DaVita tumbled 5.9 percent to $114 at the close in New York, its biggest one-day decline since Sept. 29, 2011. Fresenius Medical Care AG, the world’s biggest provider of kidney dialysis, declined 8.7 percent to 49.71 euros in Germany, where the company is based.
Much of the $1 billion reduction is the result of a federal budget agreement that targeted overspending on anemia drugs such as Amgen Inc.’s Epogen for patients in Medicare, the U.S. health plan for the elderly and disabled. The Health and Human Services Department said yesterday in its proposal it will consider phasing in the reduction over more than one year, citing concern that the cuts may “impact beneficiary access to care.”

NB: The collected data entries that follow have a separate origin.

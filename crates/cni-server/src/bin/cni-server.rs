//! ipkeeper CNI Server
//!
//! Node-local endpoint the CNI plugin calls while setting up a pod sandbox.

use std::sync::Arc;

use anyhow::Result;
use cni_server::notify::watch_static_ips;
use cni_server::{AddressAllocator, CniServer, PoolNotifier, ServerConfig};
use crds::StaticIP;
use kube::{Api, Client};
use staticip::{ClusterClient, ClusterClientTrait};
use tracing::{error, info};
use tracing_subscriber::EnvFilter;

#[tokio::main]
async fn main() -> Result<()> {
    // kube is built with rustls; pick the crypto provider before the first connection
    let _ = rustls::crypto::ring::default_provider().install_default();

    tracing_subscriber::fmt()
        .with_env_filter(EnvFilter::try_from_default_env().unwrap_or_else(|_| EnvFilter::new("info")))
        .init();

    info!("Starting ipkeeper CNI Server");

    // Load configuration from environment variables
    let config = ServerConfig::from_env()?;
    info!("Configuration:");
    info!("  Socket: {}", config.bind_socket.display());
    info!("  Acquire timeout: {:?}", config.acquire_timeout);

    let client = Client::try_default().await?;
    let notifier = PoolNotifier::new();
    let watch = tokio::spawn(watch_static_ips(Api::<StaticIP>::all(client.clone()), notifier.clone()));

    let cluster: Arc<dyn ClusterClientTrait> = Arc::new(ClusterClient::new(client));
    let allocator = Arc::new(AddressAllocator::new(cluster, notifier, config.acquire_timeout));
    let server = CniServer::new(config.bind_socket, allocator);

    server.serve(shutdown_signal()).await?;
    watch.abort();

    Ok(())
}

/// Resolves on SIGINT or SIGTERM.
async fn shutdown_signal() {
    let ctrl_c = async {
        if let Err(e) = tokio::signal::ctrl_c().await {
            error!("Failed to listen for ctrl-c: {}", e);
            std::future::pending::<()>().await;
        }
    };

    let terminate = async {
        match tokio::signal::unix::signal(tokio::signal::unix::SignalKind::terminate()) {
            Ok(mut sig) => {
                sig.recv().await;
            }
            Err(e) => {
                error!("Failed to listen for SIGTERM: {}", e);
                std::future::pending::<()>().await;
            }
        }
    };

    tokio::select! {
        () = ctrl_c => {}
        () = terminate => {}
    }
    info!("Shutdown signal received");
}
//! StaticIP allocation engine
//!
//! Bookkeeping for sticky pod addresses backed by the `StaticIP` custom
//! resource. The crate is split the same way the controllers consume it:
//!
//! - [`pool`]: pure operations on a record (create, acquire, release, resize)
//! - [`resolver`]: walks a pod's ownership chain to the record governing it
//! - [`update`]: read-mutate-replace under the API server's optimistic concurrency
//! - [`client`]: the narrow slice of the Kubernetes API the engine needs
//!
//! # Example
//!
//! ```
//! use crds::{OwnerKind, OwnerPod, PoolDeclaration};
//! use staticip::pool;
//!
//! let decl = PoolDeclaration {
//!     pool: "10.0.0.1/24,10.0.0.2/24".to_string(),
//!     gateway: "10.0.0.254".to_string(),
//! };
//! let mut spec = pool::new_spec("default", OwnerKind::Deployment, &decl)?;
//! let (ip, gw) = pool::acquire(&mut spec, &OwnerPod::new("default", "web-1", "uid-1"))?;
//! assert_eq!((ip.as_str(), gw.as_str()), ("10.0.0.1/24", "10.0.0.254"));
//! assert_eq!(spec.ratio, "1/2");
//! # Ok::<(), staticip::StaticIpError>(())
//! ```

pub mod client;
pub mod error;
pub mod pool;
pub mod resolver;
pub mod update;
#[cfg(any(test, feature = "test-util"))]
pub mod mock;

pub use client::{ClusterClient, ClusterClientTrait};
pub use error::StaticIpError;
pub use resolver::{OwnerResolver, ResolvedOwner};
pub use update::{Mutation, update_with_retry};
#[cfg(any(test, feature = "test-util"))]
pub use mock::MockClusterClient;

“This is a very dramatic cut,” Robert Sepucha, Bad Homburg, Germany-based Fresenius’s senior vice president for government affairs in the U.S., said by telephone. “We’re concerned it would push dialysis clinics under the cost of care, which is not the right thing for Medicare to be doing.”

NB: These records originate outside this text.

//! Pool allocation engine
//!
//! Pure functions over a [`StaticIPSpec`]. None of them talk to the API
//! server; callers run them inside [`crate::update_with_retry`] so a conflict
//! re-reads the record and applies the mutation again from scratch.
//!
//! Allocation takes from the front of `available` and release appends to its
//! tail, so the free list is FIFO in declaration order and a retried
//! read-mutate-write picks the same address.

use std::collections::{BTreeMap, HashSet};
use std::net::Ipv4Addr;

use crds::{OwnerKind, OwnerPod, PoolDeclaration, StaticIP, StaticIPSpec, static_ip_name};
use k8s_openapi::apimachinery::pkg::apis::meta::v1::{ObjectMeta, OwnerReference};

use crate::error::StaticIpError;

/// Splits a comma-separated pool into its entries.
///
/// Entries are trimmed, blanks are skipped and repeats keep their first
/// position. Each entry must be an IPv4 address with an optional prefix length.
pub fn parse_pool(pool: &str) -> Result<Vec<String>, StaticIpError> {
    let mut seen = HashSet::new();
    let mut entries = Vec::new();
    for raw in pool.split(',') {
        let entry = raw.trim();
        if entry.is_empty() {
            continue;
        }
        validate_entry(entry)?;
        if seen.insert(entry) {
            entries.push(entry.to_string());
        }
    }
    if entries.is_empty() {
        return Err(StaticIpError::InvalidPool(format!("pool {pool:?} has no addresses")));
    }
    Ok(entries)
}

fn validate_entry(entry: &str) -> Result<(), StaticIpError> {
    let (addr, prefix) = match entry.split_once('/') {
        Some((addr, prefix)) => (addr, Some(prefix)),
        None => (entry, None),
    };
    addr.parse::<Ipv4Addr>()
        .map_err(|e| StaticIpError::InvalidPool(format!("{entry}: {e}")))?;
    if let Some(prefix) = prefix {
        match prefix.parse::<u8>() {
            Ok(len) if len <= 32 => {}
            _ => {
                return Err(StaticIpError::InvalidPool(format!(
                    "{entry}: invalid prefix length {prefix}"
                )));
            }
        }
    }
    Ok(())
}

/// Builds a fresh spec: every address free, in declaration order.
///
/// A standalone pod declares exactly one address.
pub fn new_spec(
    namespace: &str,
    owner_kind: OwnerKind,
    decl: &PoolDeclaration,
) -> Result<StaticIPSpec, StaticIpError> {
    let entries = parse_pool(&decl.pool)?;
    if owner_kind == OwnerKind::Pod && entries.len() != 1 {
        return Err(StaticIpError::InvalidPool(format!(
            "standalone pod declares {} addresses in {:?}, expected one",
            entries.len(),
            decl.pool
        )));
    }
    let gateway = decl.gateway.trim();
    let gateway_addr = gateway.split_once('/').map_or(gateway, |(addr, _)| addr);
    gateway_addr
        .parse::<Ipv4Addr>()
        .map_err(|e| StaticIpError::InvalidPool(format!("gateway {gateway}: {e}")))?;

    let ip_map: BTreeMap<String, Option<OwnerPod>> =
        entries.iter().map(|ip| (ip.clone(), None)).collect();
    let mut spec = StaticIPSpec {
        namespace: namespace.to_string(),
        owner_kind,
        ip_pool: decl.pool.clone(),
        gateway: gateway.to_string(),
        ip_map,
        used: Vec::new(),
        available: entries,
        ratio: String::new(),
    };
    spec.recompute_ratio();
    Ok(spec)
}

/// Builds the StaticIP object for an owner, linked to it for cascade deletion.
///
/// `owner_uid` is required for the owner reference; without it the record
/// would outlive its owner.
pub fn new_static_ip(
    namespace: &str,
    owner_kind: OwnerKind,
    owner_name: &str,
    owner_uid: &str,
    decl: &PoolDeclaration,
) -> Result<StaticIP, StaticIpError> {
    let spec = new_spec(namespace, owner_kind, decl)?;
    let mut sip = StaticIP::new(&static_ip_name(owner_kind, owner_name), spec);
    sip.metadata = ObjectMeta {
        name: Some(static_ip_name(owner_kind, owner_name)),
        namespace: Some(namespace.to_string()),
        owner_references: Some(vec![OwnerReference {
            api_version: owner_kind.api_version().to_string(),
            kind: owner_kind.as_str().to_string(),
            name: owner_name.to_string(),
            uid: owner_uid.to_string(),
            controller: Some(true),
            block_owner_deletion: Some(true),
        }]),
        ..ObjectMeta::default()
    };
    Ok(sip)
}

/// Binds the first free address to `pod` and returns `(address, gateway)`.
///
/// A pod that already holds an address gets the same one back without any
/// change, so a retried request is harmless. On `PoolExhausted` the spec is
/// left untouched.
pub fn acquire(spec: &mut StaticIPSpec, pod: &OwnerPod) -> Result<(String, String), StaticIpError> {
    if let Some(ip) = spec.address_of(&pod.uid) {
        return Ok((ip.to_string(), spec.gateway.clone()));
    }

    let position = spec
        .available
        .iter()
        .position(|ip| matches!(spec.ip_map.get(ip), Some(None)))
        .ok_or_else(|| StaticIpError::PoolExhausted(spec.ip_pool.clone()))?;

    let ip = spec.available.remove(position);
    spec.ip_map.insert(ip.clone(), Some(pod.clone()));
    spec.used.push(ip.clone());
    spec.recompute_ratio();
    Ok((ip, spec.gateway.clone()))
}

/// Frees the address held by the pod with `uid`.
///
/// Returns the released address, or `None` when the pod holds nothing in
/// this pool (it may have been deleted before acquisition finished).
pub fn release(spec: &mut StaticIPSpec, uid: &str) -> Option<String> {
    let ip = spec.address_of(uid)?.to_string();
    spec.used.retain(|used| used != &ip);
    spec.ip_map.insert(ip.clone(), None);
    spec.available.push(ip.clone());
    spec.recompute_ratio();
    Some(ip)
}

/// Marks a standalone pod's single declared address as held by that pod.
pub fn claim_all(spec: &mut StaticIPSpec, pod: &OwnerPod) {
    let entries = std::mem::take(&mut spec.available);
    for ip in entries {
        spec.ip_map.insert(ip.clone(), Some(pod.clone()));
        spec.used.push(ip);
    }
    spec.recompute_ratio();
}

/// Merges an existing record with a newly declared pool.
///
/// Assignments whose address survives the resize are carried over; holders
/// of removed addresses are returned as evicted and must be deleted by the
/// caller. The merged record keeps `old`'s metadata so a replace targets the
/// version that was read.
pub fn reconcile_resize(old: &StaticIP, new_spec: StaticIPSpec) -> (StaticIP, Vec<OwnerPod>) {
    let mut merged_spec = new_spec;
    let mut evicted = Vec::new();

    for value in merged_spec.ip_map.values_mut() {
        *value = None;
    }
    merged_spec.used.clear();

    for ip in &old.spec.used {
        let holder = old.spec.ip_map.get(ip).cloned().flatten();
        match (merged_spec.ip_map.contains_key(ip), holder) {
            (true, Some(holder)) => {
                merged_spec.ip_map.insert(ip.clone(), Some(holder));
                merged_spec.used.push(ip.clone());
            }
            (false, Some(holder)) => evicted.push(holder),
            (_, None) => {}
        }
    }

    let used: HashSet<&String> = merged_spec.used.iter().collect();
    let available: Vec<String> = merged_spec
        .available
        .iter()
        .filter(|ip| !used.contains(ip))
        .cloned()
        .collect();
    merged_spec.available = available;
    merged_spec.recompute_ratio();

    let mut merged = old.clone();
    merged.spec = merged_spec;
    (merged, evicted)
}

#[cfg(test)]
#[path = "pool_test.rs"]
mod pool_test;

Medicare profit margins for dialysis payments are 3 percent to 4 percent this year, the Medicare Payment Advisory Commission estimated in March. Sepucha said that level is “very thin” and the proposed cuts would be too aggressive.
The proposal is subject to public comment and may change before taking effect.

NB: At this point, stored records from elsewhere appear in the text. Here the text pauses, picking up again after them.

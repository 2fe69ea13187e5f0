//! Address acquisition for a pod sandbox.
//!
//! The allocator resolves the pod's owner and binds an address from the
//! owner's StaticIP. Deployment pods may arrive before the controller has
//! created the record, or while every address is still held by pods that are
//! terminating; both cases wait for the record to change, bounded by the
//! configured timeout.

use std::sync::Arc;
use std::time::Duration;

use crds::{OwnerKind, OwnerPod, PoolDeclaration, static_ip_name};
use k8s_openapi::api::core::v1::Pod;
use staticip::{ClusterClientTrait, Mutation, OwnerResolver, ResolvedOwner, StaticIpError, pool, update_with_retry};
use tokio::time::Instant;
use tracing::{debug, info, warn};

use crate::api::PodRequest;
use crate::error::CniServerError;
use crate::link::{DeferredLinkConfigurator, LinkConfigurator};
use crate::notify::{PoolNotifier, RecordKey};

/// Outcome of an add request
#[derive(Debug, Clone, PartialEq, Eq)]
pub enum Acquisition {
    /// Address bound to the pod
    Assigned {
        /// Address with prefix length
        ip_address: String,
        /// Gateway for the address
        gateway: String,
    },
    /// Pod has no static address; default networking applies
    DoNothing,
}

/// Why a Deployment pod could not be served yet
enum Pending {
    NoRecord,
    Exhausted,
}

/// Binds addresses to pods on behalf of the CNI plugin
pub struct AddressAllocator {
    client: Arc<dyn ClusterClientTrait>,
    resolver: OwnerResolver<dyn ClusterClientTrait>,
    notifier: PoolNotifier,
    link: Arc<dyn LinkConfigurator>,
    acquire_timeout: Duration,
}

impl std::fmt::Debug for AddressAllocator {
    fn fmt(&self, f: &mut std::fmt::Formatter<'_>) -> std::fmt::Result {
        f.debug_struct("AddressAllocator")
            .field("acquire_timeout", &self.acquire_timeout)
            .finish_non_exhaustive()
    }
}

impl AddressAllocator {
    /// Create an allocator that leaves link setup to the agent
    pub fn new(client: Arc<dyn ClusterClientTrait>, notifier: PoolNotifier, acquire_timeout: Duration) -> Self {
        let resolver = OwnerResolver::new(Arc::clone(&client));
        Self {
            client,
            resolver,
            notifier,
            link: Arc::new(DeferredLinkConfigurator),
            acquire_timeout,
        }
    }

    /// Replace the link configurator
    #[must_use]
    pub fn with_link_configurator(mut self, link: Arc<dyn LinkConfigurator>) -> Self {
        self.link = link;
        self
    }

    /// Find or bind the address for the pod named in `request`.
    ///
    /// # Errors
    ///
    /// Backend failures only. Pods without a declaration, unsupported owners
    /// and pools that stay unavailable past the timeout yield
    /// [`Acquisition::DoNothing`].
    pub async fn acquire(&self, request: &PodRequest) -> Result<Acquisition, CniServerError> {
        let pod = self
            .client
            .get_pod(&request.pod_namespace, &request.pod_name)
            .await?;
        let key = OwnerPod::from_pod(&pod)
            .ok_or_else(|| StaticIpError::InvalidResource(format!("Pod {}/{} missing uid", request.pod_namespace, request.pod_name)))?;

        let owner = match self.resolver.resolve(&pod).await {
            Ok(owner) => owner,
            Err(e @ (StaticIpError::NoAddressDeclared(_) | StaticIpError::UnsupportedOwnerKind { .. })) => {
                debug!("No static address for pod {}: {}", key, e);
                return Ok(Acquisition::DoNothing);
            }
            Err(e) => return Err(e.into()),
        };

        let assigned = match owner.kind {
            OwnerKind::Pod => self.ensure_standalone(&pod, &owner, &key).await,
            OwnerKind::Deployment => self.acquire_from_deployment(&owner, &key).await,
        };
        let (ip_address, gateway) = match assigned {
            Ok(Some(assigned)) => assigned,
            Ok(None) => return Ok(Acquisition::DoNothing),
            // A retry cannot fix a bad declaration; only an edit to the owner can
            Err(CniServerError::StaticIp(StaticIpError::InvalidPool(msg))) => {
                warn!("Pod {} declares an invalid address: {}", key, msg);
                return Ok(Acquisition::DoNothing);
            }
            Err(e) => return Err(e),
        };

        info!("Assigned {} via {} to pod {}", ip_address, gateway, key);
        self.link.configure(request, &ip_address, &gateway).await?;
        Ok(Acquisition::Assigned { ip_address, gateway })
    }

    /// Makes sure the single-address record of a standalone pod exists and
    /// is held by this pod instance, then returns the declared address.
    async fn ensure_standalone(
        &self,
        pod: &Pod,
        owner: &ResolvedOwner,
        key: &OwnerPod,
    ) -> Result<Option<(String, String)>, CniServerError> {
        let decl = PoolDeclaration::from_annotations(OwnerKind::Pod, pod.metadata.annotations.as_ref())
            .ok_or_else(|| StaticIpError::NoAddressDeclared(key.to_string()))?;

        let mut sip = pool::new_static_ip(&owner.namespace, OwnerKind::Pod, &owner.name, &key.uid, &decl)?;
        pool::claim_all(&mut sip.spec, key);
        let Some(address) = sip.spec.used.first().cloned() else {
            return Err(StaticIpError::InvalidPool(format!("pod {key} declares no address")).into());
        };
        let gateway = sip.spec.gateway.clone();

        match self.client.create_static_ip(&sip).await {
            Ok(_) => debug!("Created StaticIP {}/{}", owner.namespace, owner.static_ip_name()),
            Err(StaticIpError::AlreadyExists(_)) => {
                // Left over from an earlier instance with the same name, or a retried request
                update_with_retry(&*self.client, &owner.namespace, &owner.static_ip_name(), |stored| {
                    if stored.spec.ip_pool == sip.spec.ip_pool
                        && stored.spec.gateway == sip.spec.gateway
                        && stored.spec.available.is_empty()
                        && stored.spec.ip_map.values().all(|holder| holder.as_ref() == Some(key))
                    {
                        return Ok(Mutation::Skip(()));
                    }
                    stored.spec = sip.spec.clone();
                    stored.metadata.owner_references = sip.metadata.owner_references.clone();
                    Ok(Mutation::Write(()))
                })
                .await?;
            }
            Err(e) => return Err(e.into()),
        }
        Ok(Some((address, gateway)))
    }

    /// Acquires from the Deployment's record, waiting while the record is
    /// missing or full. `None` means the pod should use default networking.
    async fn acquire_from_deployment(
        &self,
        owner: &ResolvedOwner,
        key: &OwnerPod,
    ) -> Result<Option<(String, String)>, CniServerError> {
        let deploy = self.client.get_deployment(&owner.namespace, &owner.name).await?;
        if PoolDeclaration::from_annotations(OwnerKind::Deployment, deploy.metadata.annotations.as_ref()).is_none() {
            return Ok(None);
        }

        let name = static_ip_name(OwnerKind::Deployment, &owner.name);
        let record: RecordKey = (owner.namespace.clone(), name.clone());
        let deadline = Instant::now() + self.acquire_timeout;
        let mut changes = self.notifier.subscribe();

        loop {
            let pending = match self.try_acquire(&owner.namespace, &name, key).await? {
                Ok(assigned) => return Ok(Some(assigned)),
                Err(pending) => pending,
            };
            match pending {
                Pending::NoRecord => debug!("StaticIP {}/{} not created yet, waiting", owner.namespace, name),
                Pending::Exhausted => debug!("StaticIP {}/{} is exhausted, waiting", owner.namespace, name),
            }
            if tokio::time::timeout_at(deadline, PoolNotifier::changed(&mut changes, &record))
                .await
                .is_err()
            {
                warn!(
                    "Timed out waiting for an address in {}/{} for pod {}",
                    owner.namespace, name, key
                );
                return Ok(None);
            }
        }
    }

    async fn try_acquire(
        &self,
        namespace: &str,
        name: &str,
        key: &OwnerPod,
    ) -> Result<Result<(String, String), Pending>, CniServerError> {
        let result = update_with_retry(&*self.client, namespace, name, |sip| {
            if let Some(ip) = sip.spec.address_of(&key.uid) {
                return Ok(Mutation::Skip(Some((ip.to_string(), sip.spec.gateway.clone()))));
            }
            match pool::acquire(&mut sip.spec, key) {
                Ok(assigned) => Ok(Mutation::Write(Some(assigned))),
                Err(StaticIpError::PoolExhausted(_)) => Ok(Mutation::Skip(None)),
                Err(e) => Err(e),
            }
        })
        .await;

        match result {
            Ok(Some(assigned)) => Ok(Ok(assigned)),
            Ok(None) => Ok(Err(Pending::Exhausted)),
            Err(StaticIpError::NotFound(_)) => Ok(Err(Pending::NoRecord)),
            Err(e) => Err(e.into()),
        }
    }
}

#[cfg(test)]
#[path = "handler_test.rs"]
mod handler_test;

Fresenius reported a profit margin of 9.6 percent before extraordinary items in 2012, according to data compiled by Bloomberg. DaVita’s margin was 7.84 percent last year.
Medicare’s proposal focuses on drug spending “while ignoring broader components of the payment system and advances in quality outcomes for patients,” Skip Thurman, a spokesman for Denver-based DaVita, said in an e-mail. “Unfortunately, the proposed cuts may ultimately threaten access to one of America’s sickest patient populations.”
“Yesterday’s news comes as a significant shock to the investment community,” Lisa Bedell Clive, an analyst with Sanford C. Bernstein & Co. in London, wrote in a note to investors today. If the proposed cut is made final, Bernstein would reduce its earnings-per-share estimates for both companies for 2014 and beyond, Clive said.
About 414,000 people in the U.S. in 2010 were on dialysis, a procedure in which waste is periodically removed from the blood in patients with malfunctioning kidneys. Diabetes and high blood pressure are the most common reasons for kidney failure.
“The agency has missed the mark here and has cut too deeply into the program,” Cherilyn Cepriano, the executive director of the Kidney Care Council, the industry’s Washington-based trade association, said in a phone interview.
About 35 percent of U.S. dialysis centers already lose money on Medicare patients, according to Cepriano. The centers that lose money on Medicare stay afloat on payments from commercial insurers and individuals, which comprise about 15 percent of the industry revenue, she said. Large dialysis chains also “cross-subsidize” money-losing centers with profitable ones, she said.
Peter Grauer, the chairman of Bloomberg LP, the parent company of Bloomberg News, has served on DaVita’s board since 1994.